Nous devons prendre conscience de ce conditionnement et nous en défaire mais surtout prendre conscience de notre valeur. L’égalité passe par là aussi. Nous valons tout autant sinon plus qu’un homme. La peur ne doit plus être le levier de nos actions, mais seulement nos envies et nos désirs.  Les barrières sont présentes, et quand nous voulons les franchir, nous rencontrons souvent des blocages, des refus, des retours à la case départ. Mais nous ne devons pas nous décourager et devons continuer à nous battre. Nous incarnons le changement, et le changement n’arrive jamais sans difficulté.

Rentrer chez nous le soir nous fera toujours un peu peur, mais pour le reste, nous devons désormais y aller, et sans hésiter.  

Racontez-nous, racontez-moi.

A bientôt 😉

5 commentaires sur “Rentrer seule le soir

  1. Bonjour,
    Ce texte me parle! Je me souviens de la première fois où je suis rentrée chez moi mon trousseau de clés à la main. Jeune étudiante, dans une nouvelle ville. Je me souviens aussi, à 15 ans, à l’arrêt de bus un mercredi midi de septembre 2001, le gars dans sa bagnole le sexe à l’air. Je me suis mise derrière l’arrêt de bus pour ne pas le voir mais je l’entendais m’appeler. Puis, un bus rempli de militaires est arrivé et le père d’un copain et descendu. Je suis allée vers lui et la voiture est partie. Je ne lui ai pas dit ce qui venait de se passer, je n’en ai pas non plus parlé à mes parents. J’avais honte. Je me souviens aussi que je portais une jupe.
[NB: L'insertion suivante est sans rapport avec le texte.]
//! Debian packages built with `dpkg-deb`.
use anyhow::{Context as _, Result};
use std::path::{Path, PathBuf};

use super::{PackContext, PackEnv, PackFormat, Packer, SystemTree, naming};
use crate::config::Config;
use crate::error::PackError;
use crate::exec::require_binaries;
use crate::platform::Arch;

/// Tools that must be on `PATH` before a Debian build starts.
pub const REQUIRED_TOOLS: [&str; 2] = ["tar", "dpkg-deb"];

/// Builds `.deb` packages.
#[derive(Debug, Default, Clone, Copy)]
pub struct DebPacker;

impl Packer for DebPacker {
    fn run(&self, env: &PackEnv<'_>, ctx: &PackContext, config: &Config) -> Result<PathBuf> {
        require_binaries(env.executor, &REQUIRED_TOOLS)?;
        let arch = ctx.arch()?;

        let tree = super::stage_system_tree(env, ctx, config)?;
        let artifact = super::artifact_path(env, ctx, &naming::deb_suffix(arch))?;

        build(env, ctx, &tree, arch, &artifact).map_err(|e| PackError::BuildFailed {
            format: PackFormat::Deb,
            message: format!("{e:#}"),
        })?;

        env.log
            .info(&format!("Created result deb package: {}", artifact.display()));
        Ok(artifact)
    }
}

fn build(
    env: &PackEnv<'_>,
    ctx: &PackContext,
    tree: &SystemTree,
    arch: Arch,
    artifact: &Path,
) -> Result<()> {
    let debian_dir = tree.root.path().join("DEBIAN");
    std::fs::create_dir_all(&debian_dir)
        .with_context(|| format!("creating directory {}", debian_dir.display()))?;
    let control_path = debian_dir.join("control");
    std::fs::write(&control_path, control_file(ctx, &tree.bundle_name, arch))
        .with_context(|| format!("writing {}", control_path.display()))?;

    let root = tree.root.path().to_string_lossy();
    let artifact = artifact.to_string_lossy();
    env.executor.run(
        "dpkg-deb",
        &["--root-owner-group", "--build", &root, &artifact],
    )?;
    Ok(())
}

fn control_file(ctx: &PackContext, name: &str, arch: Arch) -> String {
    format!(
        "Package: {name}\n\
         Version: {}-1\n\
         Architecture: {}\n\
         Maintainer: {name} maintainers\n\
         Section: database\n\
         Priority: optional\n\
         Description: Tarantool environment {name}\n",
        ctx.version(),
        arch.deb_name(),
    )
}
//! Directory tree copying for bundle and package staging.
use anyhow::{Context as _, Result};
use std::path::Path;

/// Recursively copy `src` into `dst`, creating `dst` and its parents.
///
/// `exclude` receives each entry's path relative to `src`; excluded
/// directories are not descended into.
///
/// Symlinks are recreated as symlinks with the same target and are never
/// descended into. Entries that are neither regular files, directories nor
/// symlinks (sockets, FIFOs, devices) are skipped.
pub fn copy_dir_recursive(src: &Path, dst: &Path, exclude: &dyn Fn(&Path) -> bool) -> Result<()> {
    copy_tree(src, dst, Path::new(""), exclude)
}

fn copy_tree(src: &Path, dst: &Path, rel: &Path, exclude: &dyn Fn(&Path) -> bool) -> Result<()> {
    std::fs::create_dir_all(dst)
        .with_context(|| format!("creating directory {}", dst.display()))?;
    for entry in
        std::fs::read_dir(src).with_context(|| format!("reading directory {}", src.display()))?
    {
        let entry = entry.with_context(|| format!("reading entry in {}", src.display()))?;
        let rel_path = rel.join(entry.file_name());
        if exclude(&rel_path) {
            continue;
        }
        let src_path = entry.path();
        let dst_path = dst.join(entry.file_name());
        let file_type = entry
            .file_type()
            .with_context(|| format!("reading file type of {}", src_path.display()))?;

        if file_type.is_symlink() {
            copy_symlink(&src_path, &dst_path)?;
        } else if file_type.is_dir() {
            copy_tree(&src_path, &dst_path, &rel_path, exclude)?;
        } else if file_type.is_file() {
            std::fs::copy(&src_path, &dst_path).with_context(|| {
                format!("copying {} to {}", src_path.display(), dst_path.display())
            })?;
        } else {
            tracing::debug!("skipping special file {}", src_path.display());
        }
    }
    Ok(())
}

#[cfg(unix)]
fn copy_symlink(src: &Path, dst: &Path) -> Result<()> {
    let target =
        std::fs::read_link(src).with_context(|| format!("reading link {}", src.display()))?;
    std::os::unix::fs::symlink(&target, dst)
        .with_context(|| format!("creating symlink {}", dst.display()))
}

#[cfg(not(unix))]
fn copy_symlink(src: &Path, _dst: &Path) -> Result<()> {
    tracing::debug!("skipping symlink {}", src.display());
    Ok(())
}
On était pourtant à 50 m d’un collège et je n’ai réalisé que récemment qu’il aurait été de mon devoir de porter plainte. Je suis chanceuse, je n’ai jamais vécu aucune agression depuis ou bien, comme vous l’avez écrit, je me suis privée d’une certaine liberté pour ne pas me retrouver dans ce type de situation. J’ai été tellement fière de ma fille de 6 ans quand elle est venue me dire qu’un petit garçon avait voulu la forcer à baisser son pantalon. Horrifiée, mais fière d’elle pour avoir déjà compris que ce ne serait JAMAIS sa faute.